Where were you born? How much money do your parents make? Have you ever thought of suicide? Are you taking any prescription medicines? Have you ever had phone sex? Cybersex? Yes? No? Why? Why not?
In 1967 philosopher Marshall McLuhan described a culture of universal, tyrannical womb-to-tomb surveillance causing a very serious dilemma between our claim to privacy and society’s need to know. The traditional idea of private, independent thoughts and actions are no longer private and most importantly no longer erasable.
Welcome to the new Twitter-ized world. Our personal histories – when we go to the post office, pay a bridge toll, buy a fountain soda at the gas station, Dorito’s at the corner store or concert tickets…all of this is permanently recorded and identifiable.
What are the ramifications of this common, available knowledge, now that we have become so involved with each other; now that all of us have become the unwitting result of technological advancement? Do employers have a more difficult time doing background checks?
No longer are our personas simply shaped by our immediate friends and families.
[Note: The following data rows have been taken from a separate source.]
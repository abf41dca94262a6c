/// Centralized error types for archlens using thiserror
///
/// Each pipeline stage reports failures through its own enum; the top-level
/// [`LensError`] wraps them so callers can match on the stage that failed.
use thiserror::Error;

/// Main error type for the analysis pipeline
#[derive(Error, Debug)]
pub enum LensError {
    #[error("Chunking error: {0}")]
    Chunking(#[from] ChunkingError),

    #[error("Configuration error: {0}")]
    Config(#[from] ConfigError),

    #[error("Cache error: {0}")]
    Cache(#[from] CacheError),

    #[error("Generation error: {0}")]
    Generation(#[from] GenerationError),

    #[error("Analysis error: {0}")]
    Analysis(#[from] AnalysisError),

    #[error("Validation error: {0}")]
    Validation(#[from] ValidationError),

    #[error("IO error: {0}")]
    Io(#[from] std::io::Error),

    #[error("{0}")]
    Other(String),
}

/// Errors related to chunk planning and similarity grouping
#[derive(Error, Debug)]
pub enum ChunkingError {
    #[error("No source files to chunk")]
    EmptyInput,

    #[error("Invalid token budget: {0}")]
    InvalidBudget(String),

    #[error("Failed to vectorize chunks: {0}")]
    Vectorization(String),
}

/// Errors related to configuration
#[derive(Error, Debug)]
pub enum ConfigError {
    #[error("Failed to load configuration file: {0}")]
    LoadFailed(String),

    #[error("Failed to parse configuration: {0}")]
    ParseFailed(String),

    #[error("Invalid configuration value for '{key}': {reason}")]
    InvalidValue { key: String, reason: String },

    #[error("Failed to save configuration: {0}")]
    SaveFailed(String),

    #[error("Configuration file not found: {0}")]
    FileNotFound(String),
}

/// Errors related to the analysis cache
#[derive(Error, Debug)]
pub enum CacheError {
    #[error("Failed to load cache entry from '{path}': {reason}")]
    LoadFailed { path: String, reason: String },

    #[error("Failed to save cache entry to '{path}': {reason}")]
    SaveFailed { path: String, reason: String },

    #[error("Failed to parse cache entry '{path}': {reason}")]
    ParseFailed { path: String, reason: String },

    #[error("Failed to create cache directory: {0}")]
    DirectoryCreationFailed(String),

    #[error("Failed to remove cache entry '{path}': {reason}")]
    RemoveFailed { path: String, reason: String },
}

/// Errors returned by a text-generation backend call
#[derive(Error, Debug, Clone)]
pub enum GenerationError {
    #[error("Backend request failed: {0}")]
    Backend(String),

    #[error("Generation timed out after {0} seconds")]
    Timeout(u64),

    #[error("Backend returned an empty response")]
    EmptyResponse,

    #[error("Generation task failed: {0}")]
    TaskFailed(String),
}

/// Terminal failures of one analysis request
#[derive(Error, Debug)]
pub enum AnalysisError {
    #[error("No source files supplied for repository '{repository}'")]
    EmptyInput { repository: String },

    #[error("All {failed} chunk analyses failed for repository '{repository}': {reason}")]
    AllChunksFailed {
        repository: String,
        failed: usize,
        reason: String,
    },
}

/// Errors related to user input
#[derive(Error, Debug)]
pub enum ValidationError {
    #[error("Path does not exist: {0}")]
    PathNotFound(String),

    #[error("Path is not a directory: {0}")]
    NotADirectory(String),

    #[error("Unknown cache namespace: {0}")]
    UnknownNamespace(String),
}

impl From<anyhow::Error> for LensError {
    fn from(err: anyhow::Error) -> Self {
        LensError::Other(format!("{:#}", err))
    }
}

impl LensError {
    /// Create a new error from a string message
    pub fn other(msg: impl Into<String>) -> Self {
        LensError::Other(msg.into())
    }

    /// Check if this is a user error (bad input or configuration) vs system error
    pub fn is_user_error(&self) -> bool {
        matches!(
            self,
            LensError::Validation(_) | LensError::Config(ConfigError::InvalidValue { .. })
        )
    }

    /// Check if retrying the same request could succeed
    pub fn is_retryable(&self) -> bool {
        matches!(
            self,
            LensError::Generation(GenerationError::Timeout(_))
                | LensError::Generation(GenerationError::Backend(_))
                | LensError::Io(_)
        )
    }
}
The whirlpool of information fathered by this techno-society greatly exceeds the influence that our parents used to bring to bear.
This lack of personal privacy has changed the way we relate, the way we perceive and the way we live.
While we may be lucky that we can Google “North Korea” and in .13 seconds get 130,000,000 Web results alone, we can also Google “buy adderall online” and find over a million Web sites with access to places to buy this drug illegally.
Access to this information becomes both a privilege and a responsibility. What are your thoughts?